Premièrement les vivres que vous avez apportés seront stockés dès ce midi dans la longère du jarl… De plus il faudrait en emporter bien plus que ce que vous pouvez porter en un seul voyage, ce qui signifierait charger au maximum les chevaux et donc s’en passer comme montures.
Secondement, l’émissaire du roi qui arrivera d’ici peu ne viendra évidemment pas seul. Il aura une escorte. Tous seront montés sur des chevaux de selle, et tous sauront monter et aller au galop. Comme ils ne partiront pas en expédition mais ont pour but de faire respecter la loi du roi sur les terres, ils nous pourchasserons. Mieux armés et mieux défendus, sauf si nous nous emparons du coffre, plus nombreux et plus rapides, avec des chiens, nous n’aurions pas la moindre chance de leur échapper.

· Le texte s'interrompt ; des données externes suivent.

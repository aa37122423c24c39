// Copyright (C) 2025 Jeremy J. Carroll. See LICENSE for details.

//! Search context combining MEMO and DYNAMIC state.
//!
//! The SearchContext is the core data structure that combines:
//! - Tier 1 (MEMO): the lexicon, the cell order and the configuration, fixed
//!   for the whole search
//! - Tier 2 (DYNAMIC): the grid and the ledger, changed only through methods
//!   that record the change on the trail
//!
//! A context is created per search invocation and discarded at the end.

use crate::config::SearchConfig;
use crate::grid::{diagonal_order, Grid, Position};
use crate::ledger::{ConstraintLedger, Conflict, Slot};
use crate::lexicon::{Lexicon, WordId};
use crate::solution::Solution;
use crate::state::{Counters, Statistics};
use crate::trail::{Trail, TrailEntry};

/// Immutable data (Tier 1: MEMO).
#[derive(Debug, Clone)]
pub struct MemoizedData {
    /// Words of length n, sorted.
    pub lexicon: Lexicon,

    /// Cell for each search depth, anti-diagonal order.
    pub order: Vec<Position>,

    pub config: SearchConfig,
}

impl MemoizedData {
    /// Precompute the visitation order for `config.size`.
    ///
    /// The config is trusted: callers validate it against the lexicon first.
    pub fn new(lexicon: Lexicon, config: SearchConfig) -> Self {
        let order = diagonal_order(config.size);
        tracing::debug!(
            size = config.size,
            words = lexicon.len(),
            cells = order.len(),
            "search data prepared"
        );
        Self {
            lexicon,
            order,
            config,
        }
    }

    pub fn size(&self) -> usize {
        self.config.size
    }
}

/// Mutable search state (Tier 2: DYNAMIC).
#[derive(Debug)]
pub struct DynamicState {
    pub grid: Grid,
    pub ledger: ConstraintLedger,

    /// Most recent finished square not yet handed to the caller.
    pub found: Option<Solution>,
}

impl DynamicState {
    /// Create initial dynamic state from MEMO data.
    pub fn new(memo: &MemoizedData) -> Self {
        Self {
            grid: Grid::new(memo.size()),
            ledger: ConstraintLedger::new(memo.size(), memo.lexicon.len()),
            found: None,
        }
    }
}

/// Search context combining MEMO and DYNAMIC state.
///
/// ```text
/// SearchContext {
///     memo: MemoizedData,        // Tier 1: Immutable
///     trail: Trail,              // Tier 2: Mutable, owned
///     state: DynamicState,       // Tier 2: Mutable, owned
///     statistics: Statistics,    // never rewound
/// }
/// ```
///
/// Mutations of `state` go through [`place`](Self::place) and
/// [`commit`](Self::commit) so that [`rewind_to`](Self::rewind_to) can undo them.
#[derive(Debug)]
pub struct SearchContext {
    pub memo: MemoizedData,
    pub trail: Trail,
    pub state: DynamicState,
    pub statistics: Statistics,
}

impl SearchContext {
    pub fn new(lexicon: Lexicon, config: SearchConfig) -> Self {
        Self::with_memo(MemoizedData::new(lexicon, config))
    }

    pub fn with_memo(memo: MemoizedData) -> Self {
        let state = DynamicState::new(&memo);
        Self {
            trail: Trail::new(memo.size()),
            memo,
            state,
            statistics: Statistics::new(),
        }
    }

    pub fn size(&self) -> usize {
        self.memo.size()
    }

    /// Write `letter` into the empty cell `(x, y)`, recording it on the trail.
    pub fn place(&mut self, x: usize, y: usize, letter: char) {
        debug_assert_eq!(self.state.grid.get(x, y), None, "cell ({}, {}) already filled", x, y);
        self.state.grid.set(x, y, letter);
        self.trail.record(TrailEntry::Placed { x, y });
        self.statistics.increment_counter(Counters::Placements);
    }

    /// Bind `word` to `slot`, recording a new binding on the trail.
    pub fn commit(&mut self, word: WordId, slot: Slot) -> Result<(), Conflict> {
        if let Some(commit) = self.state.ledger.try_commit(word, slot)? {
            self.trail.record(TrailEntry::Bound(commit));
        }
        Ok(())
    }

    /// Undo every change recorded after `checkpoint`, newest first.
    pub fn rewind_to(&mut self, checkpoint: usize) {
        for entry in self.trail.unwind_to(checkpoint) {
            match entry {
                TrailEntry::Placed { x, y } => self.state.grid.clear(x, y),
                TrailEntry::Bound(commit) => self.state.ledger.rollback(commit),
            }
        }
    }

    /// Copy the current square and its bound words.
    pub fn snapshot(&self) -> Solution {
        Solution::capture(&self.state.grid, &self.state.ledger, &self.memo.lexicon)
    }
}

#[cfg(test)]
mod tests {
    use super::*;
    use crate::config::LetterOrder;

    fn context() -> SearchContext {
        let lexicon = Lexicon::new(2, ["an", "as", "at", "ha", "ox"], LetterOrder::Rarest);
        SearchContext::new(lexicon, SearchConfig::new(2))
    }

    #[test]
    fn test_search_context_new() {
        let ctx = context();
        assert_eq!(ctx.trail.len(), 0);
        assert_eq!(ctx.size(), 2);
        assert_eq!(ctx.memo.order.len(), 4);
        assert!(ctx.state.grid.is_empty());
        assert!(ctx.state.ledger.is_empty());
    }

    #[test]
    fn test_rewind_restores_grid_and_ledger() {
        let mut ctx = context();
        ctx.place(0, 0, 'h');
        let checkpoint = ctx.trail.checkpoint();

        ctx.place(0, 1, 'a');
        ctx.commit(3, Slot::Row(0)).unwrap();
        assert_eq!(ctx.trail.len(), 3);
        assert_eq!(ctx.state.ledger.word_in(Slot::Row(0)), Some(3));

        ctx.rewind_to(checkpoint);
        assert_eq!(ctx.state.grid.get(0, 0), Some('h'));
        assert_eq!(ctx.state.grid.get(0, 1), None);
        assert!(ctx.state.ledger.is_empty());
        assert_eq!(ctx.trail.len(), 1);
    }

    #[test]
    fn test_noop_commit_is_not_trailed() {
        let mut ctx = context();
        ctx.commit(1, Slot::Column(0)).unwrap();
        ctx.commit(1, Slot::Column(0)).unwrap();
        assert_eq!(ctx.trail.len(), 1);
        assert!(ctx.commit(1, Slot::Row(1)).is_err());
        assert_eq!(ctx.trail.len(), 1);
    }

    #[test]
    fn test_placements_are_counted() {
        let mut ctx = context();
        ctx.place(1, 1, 'x');
        ctx.rewind_to(0);
        ctx.place(1, 1, 'n');
        assert_eq!(ctx.statistics.get(Counters::Placements), 2);
    }
}
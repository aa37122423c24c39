// Copyright (C) 2025 Jeremy J. Carroll. See LICENSE for details.

use anyhow::{Context, Result};
use clap::Parser;
use doubleword_square::config::{LetterOrder, SearchConfig, SearchMode};
use doubleword_square::lexicon::Lexicon;
use doubleword_square::search::{search, SearchOutcome};
use std::path::PathBuf;
use tracing_subscriber::EnvFilter;

#[derive(Parser)]
#[command(name = "dwsquare")]
#[command(about = "Search for doubleword squares: every row and column a different word")]
struct Cmd {
    /// Word list, one word per line
    #[arg(long, default_value = "words_sorted.txt")]
    words: PathBuf,

    /// Side length of the square
    #[arg(long, default_value_t = 9)]
    size: usize,

    /// Letter for the top-left cell
    #[arg(long)]
    start: Option<char>,

    /// Log statistics and the partial square on reaching this depth
    #[arg(long)]
    watch: Option<usize>,

    #[arg(long, value_enum, default_value_t = SearchMode::First)]
    mode: SearchMode,

    /// Order in which letters are tried at an unconstrained cell
    #[arg(long, value_enum, default_value_t = LetterOrder::Rarest)]
    letter_order: LetterOrder,

    /// Log progress every N lookahead cutoffs
    #[arg(long)]
    progress_every: Option<u64>,
}

impl Cmd {
    fn config(&self) -> SearchConfig {
        SearchConfig {
            size: self.size,
            seed: self.start,
            watch_depth: self.watch,
            mode: self.mode,
            progress_every: self.progress_every,
        }
    }
}

fn main() -> Result<()> {
    tracing_subscriber::fmt()
        .with_target(false)
        .with_env_filter(
            EnvFilter::try_from_default_env().unwrap_or_else(|_| EnvFilter::new("info")),
        )
        .init();
    let cmd = Cmd::parse();

    let lexicon = Lexicon::load(&cmd.words, cmd.size, cmd.letter_order)
        .with_context(|| format!("loading word list for {}x{} squares", cmd.size, cmd.size))?;
    let config = cmd.config();
    let report = search(lexicon, &config).context("invalid search configuration")?;

    for solution in &report.solutions {
        println!("{}", solution);
    }
    if report.outcome == SearchOutcome::Exhausted {
        tracing::info!(start = ?config.seed, "no square exists");
    } else {
        tracing::info!(squares = report.solution_count(), "search complete");
    }
    println!("{}", report.statistics);
    Ok(())
}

Troisièmement et dernièrement, je garde un atout majeur dans ma manche, que je ne révèlerai pas, mais je vous garanti qu’il est de nature à pouvoir faire la différence entre la vie et la mort pour des fugitifs.
Elle se tût et continua à fixer Zack de ses yeux bleus. Mais avant que ce dernier n’ait pu ouvrir la bouche pour répondre, un crissement caractéristique d’un frottement métal contre métal retentit derrière les esclaves. Quelqu’un venait d’ouvrir un volet. Aussitôt, totalement maître d’elle-même, Lovisa n’hésita pas et donna une forte gifle à Zack, tout en lui criant dessus en norse :
-COMMENT OSEZ-VOUS M’ADRESSER LA PAROLE, CHIEN D’ESCLAVE ?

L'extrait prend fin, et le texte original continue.